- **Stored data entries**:
----------------

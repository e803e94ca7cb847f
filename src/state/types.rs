//! State types for tracking provisioned resources.
//!
//! These types represent the last-known provisioned state of a deployment
//! unit, used for diffing and idempotent re-application.

use chrono::{DateTime, Utc};
use serde::{Deserialize, Serialize};
use std::collections::BTreeMap;

/// Current version of the state format.
pub const STATE_VERSION: &str = "1.0";

/// Maximum retained run history entries.
const MAX_HISTORY: usize = 100;

/// Serde default: state files without the field load as applied.
const fn default_stabilized() -> bool {
    true
}

/// The complete provisioned state of a deployment unit.
#[derive(Debug, Clone, Serialize, Deserialize)]
pub struct DeploymentUnitState {
    /// State format version.
    pub version: String,
    /// Project name.
    pub project: String,
    /// Environment name.
    pub environment: String,
    /// Hash of the last fully-applied configuration.
    pub config_hash: String,
    /// Records of provisioned resources, keyed by logical name.
    pub records: BTreeMap<String, ResourceRecord>,
    /// When the state was last updated.
    pub last_updated: DateTime<Utc>,
    /// Run history (recent entries).
    #[serde(default)]
    pub history: Vec<RunHistoryEntry>,
}

/// State record for a single provisioned resource.
#[derive(Debug, Clone, Serialize, Deserialize)]
pub struct ResourceRecord {
    /// Logical name (from the declaration).
    pub name: String,
    /// Resource kind tag.
    pub kind: String,
    /// Provider-assigned physical identifier.
    pub physical_id: String,
    /// Snapshot hash of the declaration when last applied.
    pub snapshot_hash: String,
    /// Raw property snapshot (reference tokens unresolved).
    pub properties: serde_json::Map<String, serde_json::Value>,
    /// Output attributes reported by the provider.
    #[serde(default)]
    pub outputs: serde_json::Map<String, serde_json::Value>,
    /// Logical names this resource depended on when applied. Needed to
    /// order teardown after the declarations are gone.
    #[serde(default)]
    pub depends_on: Vec<String>,
    /// Whether the provider confirmed the resource reached a ready state.
    /// A create committed before a failed stabilization keeps this false
    /// and is replaced on the next plan.
    #[serde(default = "default_stabilized")]
    pub stabilized: bool,
    /// When the resource was first provisioned.
    pub created_at: DateTime<Utc>,
    /// When the record was last committed.
    pub updated_at: DateTime<Utc>,
}

/// A single entry in the run history.
#[derive(Debug, Clone, Serialize, Deserialize)]
pub struct RunHistoryEntry {
    /// When the run finished.
    pub timestamp: DateTime<Utc>,
    /// Configuration hash at the time of the run.
    pub config_hash: String,
    /// Overall run status.
    pub status: RunStatus,
    /// Logical names touched by the run.
    pub resources: Vec<String>,
    /// Optional error message.
    #[serde(default)]
    pub error: Option<String>,
}

/// Overall status of a run.
#[derive(Debug, Clone, Copy, Serialize, Deserialize, PartialEq, Eq)]
#[serde(rename_all = "snake_case")]
pub enum RunStatus {
    /// Every action applied successfully.
    FullyApplied,
    /// Some actions applied, some failed or were skipped.
    PartiallyApplied,
    /// No action applied successfully.
    Failed,
    /// The plan contained no executable actions.
    NoOp,
}

impl DeploymentUnitState {
    /// Creates a new empty state.
    #[must_use]
    pub fn new(project: &str, environment: &str) -> Self {
        Self {
            version: STATE_VERSION.to_string(),
            project: project.to_string(),
            environment: environment.to_string(),
            config_hash: String::new(),
            records: BTreeMap::new(),
            last_updated: Utc::now(),
            history: Vec::new(),
        }
    }

    /// Gets a record by logical name.
    #[must_use]
    pub fn get_record(&self, name: &str) -> Option<&ResourceRecord> {
        self.records.get(name)
    }

    /// Adds or replaces a record.
    pub fn set_record(&mut self, record: ResourceRecord) {
        self.records.insert(record.name.clone(), record);
        self.last_updated = Utc::now();
    }

    /// Removes a record by logical name (tombstone commit).
    pub fn remove_record(&mut self, name: &str) -> Option<ResourceRecord> {
        let result = self.records.remove(name);
        if result.is_some() {
            self.last_updated = Utc::now();
        }
        result
    }

    /// Adds a history entry, keeping the history bounded.
    pub fn add_history(&mut self, entry: RunHistoryEntry) {
        if self.history.len() >= MAX_HISTORY {
            self.history.remove(0);
        }
        self.history.push(entry);
    }

    /// Returns all recorded logical names.
    #[must_use]
    pub fn record_names(&self) -> Vec<&str> {
        self.records.keys().map(String::as_str).collect()
    }
}

impl ResourceRecord {
    /// Creates a new record for a freshly provisioned resource.
    #[must_use]
    pub fn new(name: &str, kind: &str, physical_id: &str, snapshot_hash: &str) -> Self {
        let now = Utc::now();
        Self {
            name: name.to_string(),
            kind: kind.to_string(),
            physical_id: physical_id.to_string(),
            snapshot_hash: snapshot_hash.to_string(),
            properties: serde_json::Map::new(),
            outputs: serde_json::Map::new(),
            depends_on: Vec::new(),
            stabilized: true,
            created_at: now,
            updated_at: now,
        }
    }

    /// Looks up an output attribute. The implicit `id` attribute resolves to
    /// the physical identifier.
    #[must_use]
    pub fn output(&self, attribute: &str) -> Option<serde_json::Value> {
        if attribute == crate::config::ID_ATTRIBUTE {
            return Some(serde_json::Value::String(self.physical_id.clone()));
        }
        self.outputs.get(attribute).cloned()
    }

    /// Marks the record as re-committed now.
    pub fn touch(&mut self) {
        self.updated_at = Utc::now();
    }
}

impl RunHistoryEntry {
    /// Creates a new history entry.
    #[must_use]
    pub fn new(status: RunStatus, config_hash: &str, resources: Vec<String>) -> Self {
        Self {
            timestamp: Utc::now(),
            config_hash: config_hash.to_string(),
            status,
            resources,
            error: None,
        }
    }

    /// Creates a failed history entry with an error message.
    #[must_use]
    pub fn failed(
        status: RunStatus,
        config_hash: &str,
        resources: Vec<String>,
        error: &str,
    ) -> Self {
        Self {
            timestamp: Utc::now(),
            config_hash: config_hash.to_string(),
            status,
            resources,
            error: Some(error.to_string()),
        }
    }
}

impl std::fmt::Display for RunStatus {
    fn fmt(&self, f: &mut std::fmt::Formatter<'_>) -> std::fmt::Result {
        let status = match self {
            Self::FullyApplied => "fully-applied",
            Self::PartiallyApplied => "partially-applied",
            Self::Failed => "failed",
            Self::NoOp => "no-op",
        };
        write!(f, "{status}")
    }
}
// ============================================================================
// Strict linting - Dangerous or non-idiomatic practices are forbidden
// ============================================================================

#![deny(warnings)]                    // All warnings are treated as errors
#![deny(unsafe_code)]                 // Unsafe code is forbidden
#![deny(missing_docs)]                // All public items must be documented
#![deny(dead_code)]                   // Unused code is forbidden
#![deny(non_camel_case_types)]        // Types must follow CamelCase convention

// Additional strictness - Leave nothing unchecked
#![deny(unused_imports)]              // Unused imports are forbidden
#![deny(unused_variables)]            // Unused variables are forbidden
#![deny(unused_must_use)]             // Must handle Result and Option explicitly
#![deny(non_snake_case)]              // Variables and functions must be snake_case
#![deny(non_upper_case_globals)]      // Constants must be UPPER_CASE
#![deny(nonstandard_style)]           // Non-standard code style is forbidden
#![forbid(unsafe_op_in_unsafe_fn)]    // Unsafe ops in unsafe fns are forbidden

// Clippy lints (warnings only)
#![warn(clippy::all)]                 // All standard Clippy lints
#![warn(clippy::pedantic)]            // Very strict Clippy lints
#![warn(clippy::nursery)]             // Experimental lints
#![warn(clippy::unwrap_used)]         // unwrap() warning
#![warn(clippy::expect_used)]         // expect() warning
#![warn(clippy::panic)]               // panic!() warning
#![warn(clippy::print_stdout)]        // println!() warning
#![warn(clippy::todo)]                // TODO warning
#![warn(clippy::unimplemented)]       // unimplemented!() warning
#![warn(clippy::missing_const_for_fn)] // Force const when possible
#![warn(clippy::unwrap_in_result)]    // unwrap() in Result warning
#![warn(clippy::module_inception)]    // Module with same name as crate warning
#![warn(clippy::redundant_clone)]     // Useless clones warning
#![warn(clippy::shadow_unrelated)]    // Shadowing unrelated variables warning
#![warn(clippy::too_many_arguments)]  // Limit function arguments
#![warn(clippy::cognitive_complexity)] // Limit cognitive complexity

// Safety and robustness lints
#![deny(overflowing_literals)]        // Overflowing literals are forbidden
#![deny(arithmetic_overflow)]         // Arithmetic overflow is forbidden

// ============================================================================
// Crate Documentation
// ============================================================================

//! # Stratus
//!
//! A declarative, idempotent, dependency-ordered infrastructure provisioning
//! engine.
//!
//! ## Overview
//!
//! Stratus turns a set of inert resource declarations into provisioned
//! infrastructure:
//!
//! - Declare resources and their relationships in a YAML configuration file
//! - References between resources (`${name.attribute}`) define both the data
//!   flow and the provisioning order
//! - Re-running an unchanged configuration does nothing; changed declarations
//!   produce the minimal ordered set of create/update/delete actions
//! - Every applied action is committed to a state store before the next one
//!   starts, so interrupted runs resume where they left off
//!
//! ## Architecture
//!
//! A run moves through four stages:
//!
//! 1. **Declarations**: parsed and validated from `stratus.deploy.yaml`
//! 2. **Graph**: references resolved into a cycle-free dependency graph with
//!    a deterministic topological order
//! 3. **Plan**: declarations diffed against recorded state into an ordered
//!    action sequence, with immutable-property changes expanded into
//!    delete-then-create replacements
//! 4. **Execution**: actions applied one at a time through provider handlers,
//!    with stabilization waits and per-action state commits
//!
//! ## Modules
//!
//! - [`config`]: Configuration parsing, validation, and snapshot hashing
//! - [`graph`]: Dependency graph construction and ordering
//! - [`planner`]: Plan generation and execution
//! - [`provider`]: Provider handlers, registry, and kind schemas
//! - [`state`]: State records, locking, and storage backends
//! - [`cli`]: Command-line interface
//!
//! ## Example
//!
//! ```yaml
//! project:
//!   name: n8n
//!   environment: prod
//!
//! provider:
//!   endpoint: https://provider.internal/api/v1
//!
//! resources:
//!   - name: vpc
//!     kind: network
//!     properties:
//!       cidr: 10.0.0.0/16
//!
//!   - name: db
//!     kind: managed-database
//!     properties:
//!       engine: postgres-17
//!       network: ${vpc.id}
//! ```

// ============================================================================
// Modules
// ============================================================================

pub mod cli;
pub mod config;
pub mod error;
pub mod graph;
pub mod planner;
pub mod provider;
pub mod state;

// ============================================================================
// Re-exports
// ============================================================================

pub use cli::{Cli, Commands, OutputFormatter};
pub use config::{ConfigParser, ConfigValidator, DeclHasher, DeployConfig};
pub use error::{Result, StratusError};
pub use graph::DependencyGraph;
pub use planner::{ApplyReport, DiffEngine, Executor, Plan};
pub use provider::{ProviderRegistry, ResourceHandler};
pub use state::{DeploymentUnitState, LocalStateStore, StateStore};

----------------

- **Prompt**:
From the line that has "status of a run." through the line that has "self.records.insert(record.name.clone(), record);", copy every line exactly as it appears above, and leave out all others.

- **Answer below**:
/// Overall status of a run.
#[derive(Debug, Clone, Copy, Serialize, Deserialize, PartialEq, Eq)]
#[serde(rename_all = "snake_case")]
pub enum RunStatus {
    /// Every action applied successfully.
    FullyApplied,
    /// Some actions applied, some failed or were skipped.
    PartiallyApplied,
    /// No action applied successfully.
    Failed,
    /// The plan contained no executable actions.
    NoOp,
}

impl DeploymentUnitState {
    /// Creates a new empty state.
    #[must_use]
    pub fn new(project: &str, environment: &str) -> Self {
        Self {
            version: STATE_VERSION.to_string(),
            project: project.to_string(),
            environment: environment.to_string(),
            config_hash: String::new(),
            records: BTreeMap::new(),
            last_updated: Utc::now(),
            history: Vec::new(),
        }
    }

    /// Gets a record by logical name.
    #[must_use]
    pub fn get_record(&self, name: &str) -> Option<&ResourceRecord> {
        self.records.get(name)
    }

    /// Adds or replaces a record.
    pub fn set_record(&mut self, record: ResourceRecord) {
        self.records.insert(record.name.clone(), record);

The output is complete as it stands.